* Stored data *
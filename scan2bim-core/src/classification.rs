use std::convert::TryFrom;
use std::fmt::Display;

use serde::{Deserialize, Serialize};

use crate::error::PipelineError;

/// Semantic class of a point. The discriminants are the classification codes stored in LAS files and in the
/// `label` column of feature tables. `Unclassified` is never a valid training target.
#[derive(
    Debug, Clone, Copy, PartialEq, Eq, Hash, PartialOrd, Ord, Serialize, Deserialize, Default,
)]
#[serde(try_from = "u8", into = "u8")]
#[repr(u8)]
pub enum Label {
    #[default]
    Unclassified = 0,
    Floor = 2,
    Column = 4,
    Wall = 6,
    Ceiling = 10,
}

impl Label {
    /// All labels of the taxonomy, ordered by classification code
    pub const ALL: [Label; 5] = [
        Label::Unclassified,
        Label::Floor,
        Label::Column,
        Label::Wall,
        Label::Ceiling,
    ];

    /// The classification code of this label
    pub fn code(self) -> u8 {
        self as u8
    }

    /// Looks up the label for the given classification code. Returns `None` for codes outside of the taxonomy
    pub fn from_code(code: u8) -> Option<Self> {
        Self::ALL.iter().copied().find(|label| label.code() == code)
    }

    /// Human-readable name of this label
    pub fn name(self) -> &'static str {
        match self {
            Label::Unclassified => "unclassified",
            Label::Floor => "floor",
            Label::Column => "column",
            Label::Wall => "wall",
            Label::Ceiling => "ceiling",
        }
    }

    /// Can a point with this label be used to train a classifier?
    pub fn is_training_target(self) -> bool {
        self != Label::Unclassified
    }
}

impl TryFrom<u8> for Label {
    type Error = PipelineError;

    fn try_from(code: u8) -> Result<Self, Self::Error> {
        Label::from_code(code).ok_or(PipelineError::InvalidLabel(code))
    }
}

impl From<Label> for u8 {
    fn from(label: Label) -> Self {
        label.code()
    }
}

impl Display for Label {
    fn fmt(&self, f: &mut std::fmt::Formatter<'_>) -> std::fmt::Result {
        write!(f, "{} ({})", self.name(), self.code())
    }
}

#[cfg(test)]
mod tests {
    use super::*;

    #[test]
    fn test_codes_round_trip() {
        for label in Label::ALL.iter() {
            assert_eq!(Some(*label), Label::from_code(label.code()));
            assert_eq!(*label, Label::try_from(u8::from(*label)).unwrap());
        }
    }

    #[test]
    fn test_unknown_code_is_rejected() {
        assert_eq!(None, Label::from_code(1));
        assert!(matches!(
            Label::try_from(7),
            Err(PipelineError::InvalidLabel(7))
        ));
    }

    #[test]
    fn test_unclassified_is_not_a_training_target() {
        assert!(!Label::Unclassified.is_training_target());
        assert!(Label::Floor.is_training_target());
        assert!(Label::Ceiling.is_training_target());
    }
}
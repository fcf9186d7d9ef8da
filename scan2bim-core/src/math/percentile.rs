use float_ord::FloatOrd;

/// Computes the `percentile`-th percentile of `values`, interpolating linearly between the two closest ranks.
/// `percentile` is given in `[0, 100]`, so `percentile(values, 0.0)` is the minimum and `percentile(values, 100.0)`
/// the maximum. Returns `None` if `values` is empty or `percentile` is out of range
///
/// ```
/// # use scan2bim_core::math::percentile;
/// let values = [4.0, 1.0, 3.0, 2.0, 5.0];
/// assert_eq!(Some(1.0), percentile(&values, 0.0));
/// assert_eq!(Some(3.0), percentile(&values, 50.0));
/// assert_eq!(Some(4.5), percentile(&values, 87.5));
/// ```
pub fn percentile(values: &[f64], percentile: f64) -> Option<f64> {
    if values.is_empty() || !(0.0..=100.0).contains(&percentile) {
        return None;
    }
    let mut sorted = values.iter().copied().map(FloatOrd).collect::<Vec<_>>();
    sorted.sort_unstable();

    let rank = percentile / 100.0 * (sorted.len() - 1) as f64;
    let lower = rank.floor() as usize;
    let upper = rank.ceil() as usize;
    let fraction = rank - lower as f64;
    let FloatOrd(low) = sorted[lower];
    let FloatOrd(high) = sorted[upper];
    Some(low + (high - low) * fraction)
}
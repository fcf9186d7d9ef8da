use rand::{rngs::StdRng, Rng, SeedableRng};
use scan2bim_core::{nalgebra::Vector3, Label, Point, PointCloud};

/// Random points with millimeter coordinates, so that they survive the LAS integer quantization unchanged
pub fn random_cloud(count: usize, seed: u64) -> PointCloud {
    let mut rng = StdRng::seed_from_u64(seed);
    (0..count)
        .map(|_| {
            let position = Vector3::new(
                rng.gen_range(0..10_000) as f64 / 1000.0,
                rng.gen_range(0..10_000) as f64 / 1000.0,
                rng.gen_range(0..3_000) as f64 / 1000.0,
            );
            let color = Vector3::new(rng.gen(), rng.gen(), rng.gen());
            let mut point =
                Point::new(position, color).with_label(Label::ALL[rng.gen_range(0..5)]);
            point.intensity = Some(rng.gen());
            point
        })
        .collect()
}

* Exercise *
A verbatim copy of all the records is required. Write it out in full.

* The answer *
filename scan2bim-core/src/classification.rs
use std::convert::TryFrom;
use std::fmt::Display;

use serde::{Deserialize, Serialize};

use crate::error::PipelineError;

/// Semantic class of a point. The discriminants are the classification codes stored in LAS files and in the
/// `label` column of feature tables. `Unclassified` is never a valid training target.
#[derive(
    Debug, Clone, Copy, PartialEq, Eq, Hash, PartialOrd, Ord, Serialize, Deserialize, Default,
)]
#[serde(try_from = "u8", into = "u8")]
#[repr(u8)]
pub enum Label {
    #[default]
    Unclassified = 0,
    Floor = 2,
    Column = 4,
    Wall = 6,
    Ceiling = 10,
}

impl Label {
    /// All labels of the taxonomy, ordered by classification code
    pub const ALL: [Label; 5] = [
        Label::Unclassified,
        Label::Floor,
        Label::Column,
        Label::Wall,
        Label::Ceiling,
    ];

    /// The classification code of this label
    pub fn code(self) -> u8 {
        self as u8
    }

    /// Looks up the label for the given classification code. Returns `None` for codes outside of the taxonomy
    pub fn from_code(code: u8) -> Option<Self> {
        Self::ALL.iter().copied().find(|label| label.code() == code)
    }

    /// Human-readable name of this label
    pub fn name(self) -> &'static str {
        match self {
            Label::Unclassified => "unclassified",
            Label::Floor => "floor",
            Label::Column => "column",
            Label::Wall => "wall",
            Label::Ceiling => "ceiling",
        }
    }

    /// Can a point with this label be used to train a classifier?
    pub fn is_training_target(self) -> bool {
        self != Label::Unclassified
    }
}

impl TryFrom<u8> for Label {
    type Error = PipelineError;

    fn try_from(code: u8) -> Result<Self, Self::Error> {
        Label::from_code(code).ok_or(PipelineError::InvalidLabel(code))
    }
}

impl From<Label> for u8 {
    fn from(label: Label) -> Self {
        label.code()
    }
}

impl Display for Label {
    fn fmt(&self, f: &mut std::fmt::Formatter<'_>) -> std::fmt::Result {
        write!(f, "{} ({})", self.name(), self.code())
    }
}

#[cfg(test)]
mod tests {
    use super::*;

    #[test]
    fn test_codes_round_trip() {
        for label in Label::ALL.iter() {
            assert_eq!(Some(*label), Label::from_code(label.code()));
            assert_eq!(*label, Label::try_from(u8::from(*label)).unwrap());
        }
    }

    #[test]
    fn test_unknown_code_is_rejected() {
        assert_eq!(None, Label::from_code(1));
        assert!(matches!(
            Label::try_from(7),
            Err(PipelineError::InvalidLabel(7))
        ));
    }

    #[test]
    fn test_unclassified_is_not_a_training_target() {
        assert!(!Label::Unclassified.is_training_target());
        assert!(Label::Floor.is_training_target());
        assert!(Label::Ceiling.is_training_target());
    }
}
repository fcf9186d7d9ef8da
filename scan2bim-core/src/math/percentile.rs
use float_ord::FloatOrd;

/// Computes the `percentile`-th percentile of `values`, interpolating linearly between the two closest ranks.
/// `percentile` is given in `[0, 100]`, so `percentile(values, 0.0)` is the minimum and `percentile(values, 100.0)`
/// the maximum. Returns `None` if `values` is empty or `percentile` is out of range
///
/// ```
/// # use scan2bim_core::math::percentile;
/// let values = [4.0, 1.0, 3.0, 2.0, 5.0];
/// assert_eq!(Some(1.0), percentile(&values, 0.0));
/// assert_eq!(Some(3.0), percentile(&values, 50.0));
/// assert_eq!(Some(4.5), percentile(&values, 87.5));
/// ```
pub fn percentile(values: &[f64], percentile: f64) -> Option<f64> {
    if values.is_empty() || !(0.0..=100.0).contains(&percentile) {
        return None;
    }
    let mut sorted = values.iter().copied().map(FloatOrd).collect::<Vec<_>>();
    sorted.sort_unstable();

    let rank = percentile / 100.0 * (sorted.len() - 1) as f64;
    let lower = rank.floor() as usize;
    let upper = rank.ceil() as usize;
    let fraction = rank - lower as f64;
    let FloatOrd(low) = sorted[lower];
    let FloatOrd(high) = sorted[upper];
    Some(low + (high - low) * fraction)
}
repository fcf9186d7d9ef8da
use rand::{rngs::StdRng, Rng, SeedableRng};
use scan2bim_core::{nalgebra::Vector3, Label, Point, PointCloud};

/// Random points with millimeter coordinates, so that they survive the LAS integer quantization unchanged
pub fn random_cloud(count: usize, seed: u64) -> PointCloud {
    let mut rng = StdRng::seed_from_u64(seed);
    (0..count)
        .map(|_| {
            let position = Vector3::new(
                rng.gen_range(0..10_000) as f64 / 1000.0,
                rng.gen_range(0..10_000) as f64 / 1000.0,
                rng.gen_range(0..3_000) as f64 / 1000.0,
            );
            let color = Vector3::new(rng.gen(), rng.gen(), rng.gen());
            let mut point =
                Point::new(position, color).with_label(Label::ALL[rng.gen_range(0..5)]);
            point.intensity = Some(rng.gen());
            point
        })
        .collect()
}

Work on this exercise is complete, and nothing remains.